* [Task statement]
Print the data that follows exactly as it stands, from its first line through the line containing "fn config() ->", and stop there.

• • •

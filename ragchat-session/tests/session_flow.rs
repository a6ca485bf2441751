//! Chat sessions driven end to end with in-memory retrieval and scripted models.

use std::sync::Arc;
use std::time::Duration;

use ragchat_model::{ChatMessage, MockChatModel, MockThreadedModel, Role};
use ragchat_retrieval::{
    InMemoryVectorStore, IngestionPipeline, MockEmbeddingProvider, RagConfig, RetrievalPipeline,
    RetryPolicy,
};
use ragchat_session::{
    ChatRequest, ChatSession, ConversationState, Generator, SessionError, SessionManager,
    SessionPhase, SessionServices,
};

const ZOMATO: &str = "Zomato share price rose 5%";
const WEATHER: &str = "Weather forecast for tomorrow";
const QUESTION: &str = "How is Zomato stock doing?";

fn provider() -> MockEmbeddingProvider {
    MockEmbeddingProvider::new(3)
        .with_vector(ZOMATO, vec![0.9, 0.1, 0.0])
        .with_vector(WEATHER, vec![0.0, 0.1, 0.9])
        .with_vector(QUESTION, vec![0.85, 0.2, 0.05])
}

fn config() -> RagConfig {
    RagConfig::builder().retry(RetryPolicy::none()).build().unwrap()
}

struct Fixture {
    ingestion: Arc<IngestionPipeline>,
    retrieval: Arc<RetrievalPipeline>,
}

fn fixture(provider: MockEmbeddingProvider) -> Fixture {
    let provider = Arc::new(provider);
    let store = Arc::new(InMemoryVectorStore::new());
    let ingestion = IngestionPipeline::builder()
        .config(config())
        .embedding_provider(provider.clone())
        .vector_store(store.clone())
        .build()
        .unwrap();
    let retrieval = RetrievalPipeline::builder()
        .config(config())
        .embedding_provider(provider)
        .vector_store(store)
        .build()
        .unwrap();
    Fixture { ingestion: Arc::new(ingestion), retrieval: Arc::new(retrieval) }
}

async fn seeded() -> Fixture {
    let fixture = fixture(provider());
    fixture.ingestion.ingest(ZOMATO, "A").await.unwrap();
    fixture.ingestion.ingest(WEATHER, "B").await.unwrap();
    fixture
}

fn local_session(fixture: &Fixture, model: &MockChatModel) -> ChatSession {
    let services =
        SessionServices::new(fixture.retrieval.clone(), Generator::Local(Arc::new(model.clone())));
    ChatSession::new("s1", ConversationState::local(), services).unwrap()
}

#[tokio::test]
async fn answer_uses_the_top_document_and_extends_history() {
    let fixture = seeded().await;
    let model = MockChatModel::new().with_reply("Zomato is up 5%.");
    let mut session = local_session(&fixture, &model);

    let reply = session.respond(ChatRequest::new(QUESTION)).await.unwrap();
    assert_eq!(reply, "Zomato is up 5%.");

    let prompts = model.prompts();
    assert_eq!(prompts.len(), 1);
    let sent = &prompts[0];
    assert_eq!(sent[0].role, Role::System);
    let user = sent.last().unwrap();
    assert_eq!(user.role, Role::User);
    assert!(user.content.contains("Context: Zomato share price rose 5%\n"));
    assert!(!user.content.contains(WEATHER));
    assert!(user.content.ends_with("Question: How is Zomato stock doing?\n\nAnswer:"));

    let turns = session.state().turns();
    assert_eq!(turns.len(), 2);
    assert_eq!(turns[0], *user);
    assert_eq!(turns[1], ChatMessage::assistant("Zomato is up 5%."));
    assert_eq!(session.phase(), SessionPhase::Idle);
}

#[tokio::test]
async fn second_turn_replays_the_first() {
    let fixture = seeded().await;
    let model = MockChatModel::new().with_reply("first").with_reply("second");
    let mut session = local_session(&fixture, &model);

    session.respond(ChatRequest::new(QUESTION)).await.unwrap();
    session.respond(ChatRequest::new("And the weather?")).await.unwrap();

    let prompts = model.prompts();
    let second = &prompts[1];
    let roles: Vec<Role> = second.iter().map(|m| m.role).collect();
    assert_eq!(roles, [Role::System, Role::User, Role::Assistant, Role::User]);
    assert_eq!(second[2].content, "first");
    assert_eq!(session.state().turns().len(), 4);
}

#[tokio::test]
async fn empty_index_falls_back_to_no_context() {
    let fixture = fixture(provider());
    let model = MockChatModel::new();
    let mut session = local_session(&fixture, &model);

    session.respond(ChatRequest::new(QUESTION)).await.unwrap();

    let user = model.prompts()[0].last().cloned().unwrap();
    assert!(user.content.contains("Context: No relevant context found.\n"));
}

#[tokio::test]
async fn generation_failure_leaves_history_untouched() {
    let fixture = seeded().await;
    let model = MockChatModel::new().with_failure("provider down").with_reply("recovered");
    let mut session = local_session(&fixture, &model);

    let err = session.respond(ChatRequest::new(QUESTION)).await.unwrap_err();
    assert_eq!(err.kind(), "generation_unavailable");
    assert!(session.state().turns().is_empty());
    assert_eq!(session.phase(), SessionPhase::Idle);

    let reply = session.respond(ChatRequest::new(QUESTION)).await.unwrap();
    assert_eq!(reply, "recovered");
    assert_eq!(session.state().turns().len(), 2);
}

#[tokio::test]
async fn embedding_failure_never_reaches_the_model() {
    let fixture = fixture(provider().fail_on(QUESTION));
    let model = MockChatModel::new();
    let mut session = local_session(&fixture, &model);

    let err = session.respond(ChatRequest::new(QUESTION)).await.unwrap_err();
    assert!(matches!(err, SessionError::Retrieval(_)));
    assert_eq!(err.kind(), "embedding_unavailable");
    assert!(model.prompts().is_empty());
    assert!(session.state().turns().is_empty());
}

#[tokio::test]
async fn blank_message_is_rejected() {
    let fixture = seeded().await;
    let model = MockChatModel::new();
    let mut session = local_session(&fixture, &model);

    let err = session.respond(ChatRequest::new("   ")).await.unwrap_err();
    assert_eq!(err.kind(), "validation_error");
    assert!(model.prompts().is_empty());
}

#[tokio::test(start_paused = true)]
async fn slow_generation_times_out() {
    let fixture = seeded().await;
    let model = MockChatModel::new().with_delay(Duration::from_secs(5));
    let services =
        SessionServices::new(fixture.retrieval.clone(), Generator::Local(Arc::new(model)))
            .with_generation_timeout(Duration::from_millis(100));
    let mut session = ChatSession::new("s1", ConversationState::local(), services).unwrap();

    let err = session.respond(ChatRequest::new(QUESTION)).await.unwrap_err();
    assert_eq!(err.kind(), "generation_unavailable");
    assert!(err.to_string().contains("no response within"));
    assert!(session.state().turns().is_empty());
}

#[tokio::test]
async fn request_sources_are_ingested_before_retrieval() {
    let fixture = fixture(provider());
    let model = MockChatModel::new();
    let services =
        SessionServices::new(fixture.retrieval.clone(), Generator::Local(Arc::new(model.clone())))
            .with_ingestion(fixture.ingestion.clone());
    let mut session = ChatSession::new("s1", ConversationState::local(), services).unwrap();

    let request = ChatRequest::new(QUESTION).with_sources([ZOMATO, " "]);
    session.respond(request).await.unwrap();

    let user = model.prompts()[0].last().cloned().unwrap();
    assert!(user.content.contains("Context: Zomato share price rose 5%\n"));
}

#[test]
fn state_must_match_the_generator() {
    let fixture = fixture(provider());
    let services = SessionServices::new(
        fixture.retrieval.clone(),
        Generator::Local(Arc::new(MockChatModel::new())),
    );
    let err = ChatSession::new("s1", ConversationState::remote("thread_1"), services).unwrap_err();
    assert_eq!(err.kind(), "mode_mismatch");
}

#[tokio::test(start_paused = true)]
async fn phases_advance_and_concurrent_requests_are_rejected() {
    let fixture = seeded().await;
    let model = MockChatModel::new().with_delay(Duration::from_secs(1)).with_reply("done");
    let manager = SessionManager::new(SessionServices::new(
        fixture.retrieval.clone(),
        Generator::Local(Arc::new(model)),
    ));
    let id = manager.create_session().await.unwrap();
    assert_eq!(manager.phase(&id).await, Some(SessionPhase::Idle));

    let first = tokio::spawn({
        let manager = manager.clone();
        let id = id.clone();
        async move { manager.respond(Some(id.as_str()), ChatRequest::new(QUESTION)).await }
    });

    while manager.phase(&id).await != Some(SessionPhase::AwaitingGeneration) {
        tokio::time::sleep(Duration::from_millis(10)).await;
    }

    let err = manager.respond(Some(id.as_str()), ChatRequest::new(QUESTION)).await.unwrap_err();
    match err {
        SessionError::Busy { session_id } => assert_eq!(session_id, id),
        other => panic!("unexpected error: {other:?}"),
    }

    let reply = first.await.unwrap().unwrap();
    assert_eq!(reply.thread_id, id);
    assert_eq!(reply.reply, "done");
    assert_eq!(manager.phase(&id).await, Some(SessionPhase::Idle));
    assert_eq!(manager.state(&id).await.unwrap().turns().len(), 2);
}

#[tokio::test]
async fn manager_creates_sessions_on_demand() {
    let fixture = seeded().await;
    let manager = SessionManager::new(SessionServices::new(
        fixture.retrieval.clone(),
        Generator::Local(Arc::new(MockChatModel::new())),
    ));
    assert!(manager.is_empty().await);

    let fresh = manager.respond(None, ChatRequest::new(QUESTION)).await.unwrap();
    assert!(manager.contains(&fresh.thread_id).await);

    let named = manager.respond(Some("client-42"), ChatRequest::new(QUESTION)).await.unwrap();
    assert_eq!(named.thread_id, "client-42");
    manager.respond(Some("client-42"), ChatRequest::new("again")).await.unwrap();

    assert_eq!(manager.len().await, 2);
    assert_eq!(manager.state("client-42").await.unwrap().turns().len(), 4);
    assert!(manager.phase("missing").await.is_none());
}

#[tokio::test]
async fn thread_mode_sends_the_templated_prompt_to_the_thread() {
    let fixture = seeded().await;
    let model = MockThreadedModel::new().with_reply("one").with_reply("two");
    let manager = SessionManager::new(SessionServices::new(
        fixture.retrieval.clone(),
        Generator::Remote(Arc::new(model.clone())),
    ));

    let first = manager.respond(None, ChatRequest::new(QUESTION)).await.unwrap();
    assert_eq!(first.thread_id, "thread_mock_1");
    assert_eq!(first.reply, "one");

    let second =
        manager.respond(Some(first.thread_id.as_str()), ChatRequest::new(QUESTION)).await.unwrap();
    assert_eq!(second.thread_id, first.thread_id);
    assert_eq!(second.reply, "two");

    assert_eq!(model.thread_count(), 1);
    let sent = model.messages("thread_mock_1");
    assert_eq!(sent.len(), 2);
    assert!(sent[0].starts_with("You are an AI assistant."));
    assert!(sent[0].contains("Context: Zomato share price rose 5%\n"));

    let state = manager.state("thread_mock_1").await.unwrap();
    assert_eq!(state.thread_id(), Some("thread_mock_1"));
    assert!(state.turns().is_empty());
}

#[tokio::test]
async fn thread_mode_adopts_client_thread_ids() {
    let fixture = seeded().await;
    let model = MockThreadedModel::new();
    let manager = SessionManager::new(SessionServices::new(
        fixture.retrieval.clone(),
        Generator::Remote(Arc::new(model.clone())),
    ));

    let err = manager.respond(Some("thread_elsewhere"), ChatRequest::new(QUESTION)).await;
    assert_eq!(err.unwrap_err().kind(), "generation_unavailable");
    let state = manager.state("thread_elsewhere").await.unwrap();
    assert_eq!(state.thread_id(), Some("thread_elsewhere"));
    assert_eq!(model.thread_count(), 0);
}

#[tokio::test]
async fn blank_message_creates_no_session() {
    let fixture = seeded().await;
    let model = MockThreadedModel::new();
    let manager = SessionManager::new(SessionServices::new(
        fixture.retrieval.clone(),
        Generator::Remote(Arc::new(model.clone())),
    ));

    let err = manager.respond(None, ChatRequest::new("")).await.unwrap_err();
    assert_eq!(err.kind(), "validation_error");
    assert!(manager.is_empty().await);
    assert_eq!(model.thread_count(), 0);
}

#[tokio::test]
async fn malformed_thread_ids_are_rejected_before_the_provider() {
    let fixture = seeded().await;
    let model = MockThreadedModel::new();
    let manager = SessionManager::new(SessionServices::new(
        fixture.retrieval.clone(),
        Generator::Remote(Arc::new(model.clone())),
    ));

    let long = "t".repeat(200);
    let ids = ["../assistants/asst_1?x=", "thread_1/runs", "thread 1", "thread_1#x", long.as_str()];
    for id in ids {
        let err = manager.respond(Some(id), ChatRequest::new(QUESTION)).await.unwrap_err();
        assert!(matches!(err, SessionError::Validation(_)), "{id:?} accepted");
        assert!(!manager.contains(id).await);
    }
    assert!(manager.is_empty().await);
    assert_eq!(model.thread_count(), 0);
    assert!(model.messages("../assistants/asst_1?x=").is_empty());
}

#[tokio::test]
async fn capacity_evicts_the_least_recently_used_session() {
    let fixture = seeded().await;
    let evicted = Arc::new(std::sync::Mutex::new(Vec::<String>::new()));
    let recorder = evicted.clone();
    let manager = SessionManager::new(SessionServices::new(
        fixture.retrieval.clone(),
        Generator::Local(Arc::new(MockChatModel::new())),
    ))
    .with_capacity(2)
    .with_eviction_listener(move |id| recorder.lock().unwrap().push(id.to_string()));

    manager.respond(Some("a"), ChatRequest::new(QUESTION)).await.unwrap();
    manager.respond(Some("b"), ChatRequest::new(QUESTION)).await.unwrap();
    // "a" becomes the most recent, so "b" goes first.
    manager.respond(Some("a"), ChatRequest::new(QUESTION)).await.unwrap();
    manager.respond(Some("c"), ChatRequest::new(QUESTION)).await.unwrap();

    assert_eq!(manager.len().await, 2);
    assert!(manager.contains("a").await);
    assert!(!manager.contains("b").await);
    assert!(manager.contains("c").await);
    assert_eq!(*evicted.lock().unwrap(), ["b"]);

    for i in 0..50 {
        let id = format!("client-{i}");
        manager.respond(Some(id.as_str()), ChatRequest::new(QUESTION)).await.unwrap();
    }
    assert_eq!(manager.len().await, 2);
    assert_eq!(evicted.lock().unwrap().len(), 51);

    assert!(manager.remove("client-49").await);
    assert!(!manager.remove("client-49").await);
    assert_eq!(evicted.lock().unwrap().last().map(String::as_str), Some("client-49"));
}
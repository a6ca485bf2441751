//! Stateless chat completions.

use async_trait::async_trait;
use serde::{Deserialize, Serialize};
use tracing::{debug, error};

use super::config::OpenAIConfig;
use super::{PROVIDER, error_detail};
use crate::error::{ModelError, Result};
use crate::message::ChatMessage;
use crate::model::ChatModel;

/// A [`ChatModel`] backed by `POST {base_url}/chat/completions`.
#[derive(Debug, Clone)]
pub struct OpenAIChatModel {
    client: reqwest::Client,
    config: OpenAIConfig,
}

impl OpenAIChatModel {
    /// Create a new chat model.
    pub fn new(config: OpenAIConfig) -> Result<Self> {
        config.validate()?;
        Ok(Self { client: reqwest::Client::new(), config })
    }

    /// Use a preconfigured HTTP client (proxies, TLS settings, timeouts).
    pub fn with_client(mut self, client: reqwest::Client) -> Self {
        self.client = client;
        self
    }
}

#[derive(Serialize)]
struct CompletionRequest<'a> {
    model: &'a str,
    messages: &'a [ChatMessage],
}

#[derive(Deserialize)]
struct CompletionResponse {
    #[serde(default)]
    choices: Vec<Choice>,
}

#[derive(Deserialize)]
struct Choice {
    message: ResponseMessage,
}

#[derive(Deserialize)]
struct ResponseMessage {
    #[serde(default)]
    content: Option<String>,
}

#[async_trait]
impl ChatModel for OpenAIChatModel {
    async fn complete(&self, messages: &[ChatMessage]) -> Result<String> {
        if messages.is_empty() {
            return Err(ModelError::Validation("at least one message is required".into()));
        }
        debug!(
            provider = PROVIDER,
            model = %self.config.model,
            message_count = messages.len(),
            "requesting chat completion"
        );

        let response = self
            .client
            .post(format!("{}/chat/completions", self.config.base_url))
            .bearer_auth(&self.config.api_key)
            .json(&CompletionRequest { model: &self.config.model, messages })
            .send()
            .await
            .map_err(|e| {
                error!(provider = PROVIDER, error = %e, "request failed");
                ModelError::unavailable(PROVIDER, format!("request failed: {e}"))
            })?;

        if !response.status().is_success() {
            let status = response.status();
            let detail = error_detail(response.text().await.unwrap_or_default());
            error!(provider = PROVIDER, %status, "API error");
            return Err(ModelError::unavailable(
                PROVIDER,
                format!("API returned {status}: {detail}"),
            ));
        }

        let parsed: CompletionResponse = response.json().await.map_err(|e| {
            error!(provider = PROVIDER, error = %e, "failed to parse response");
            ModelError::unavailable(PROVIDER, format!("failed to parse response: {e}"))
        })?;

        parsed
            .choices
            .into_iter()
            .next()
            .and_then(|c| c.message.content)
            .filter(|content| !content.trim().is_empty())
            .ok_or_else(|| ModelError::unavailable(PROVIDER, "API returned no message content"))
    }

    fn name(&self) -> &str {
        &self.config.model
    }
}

• • •

* [Reply to the exercise]
filename ragchat-session/tests/session_flow.rs
repository a6ca485bf2441751
//! Chat sessions driven end to end with in-memory retrieval and scripted models.

use std::sync::Arc;
use std::time::Duration;

use ragchat_model::{ChatMessage, MockChatModel, MockThreadedModel, Role};
use ragchat_retrieval::{
    InMemoryVectorStore, IngestionPipeline, MockEmbeddingProvider, RagConfig, RetrievalPipeline,
    RetryPolicy,
};
use ragchat_session::{
    ChatRequest, ChatSession, ConversationState, Generator, SessionError, SessionManager,
    SessionPhase, SessionServices,
};

const ZOMATO: &str = "Zomato share price rose 5%";
const WEATHER: &str = "Weather forecast for tomorrow";
const QUESTION: &str = "How is Zomato stock doing?";

fn provider() -> MockEmbeddingProvider {
    MockEmbeddingProvider::new(3)
        .with_vector(ZOMATO, vec![0.9, 0.1, 0.0])
        .with_vector(WEATHER, vec![0.0, 0.1, 0.9])
        .with_vector(QUESTION, vec![0.85, 0.2, 0.05])
}

fn config() -> RagConfig {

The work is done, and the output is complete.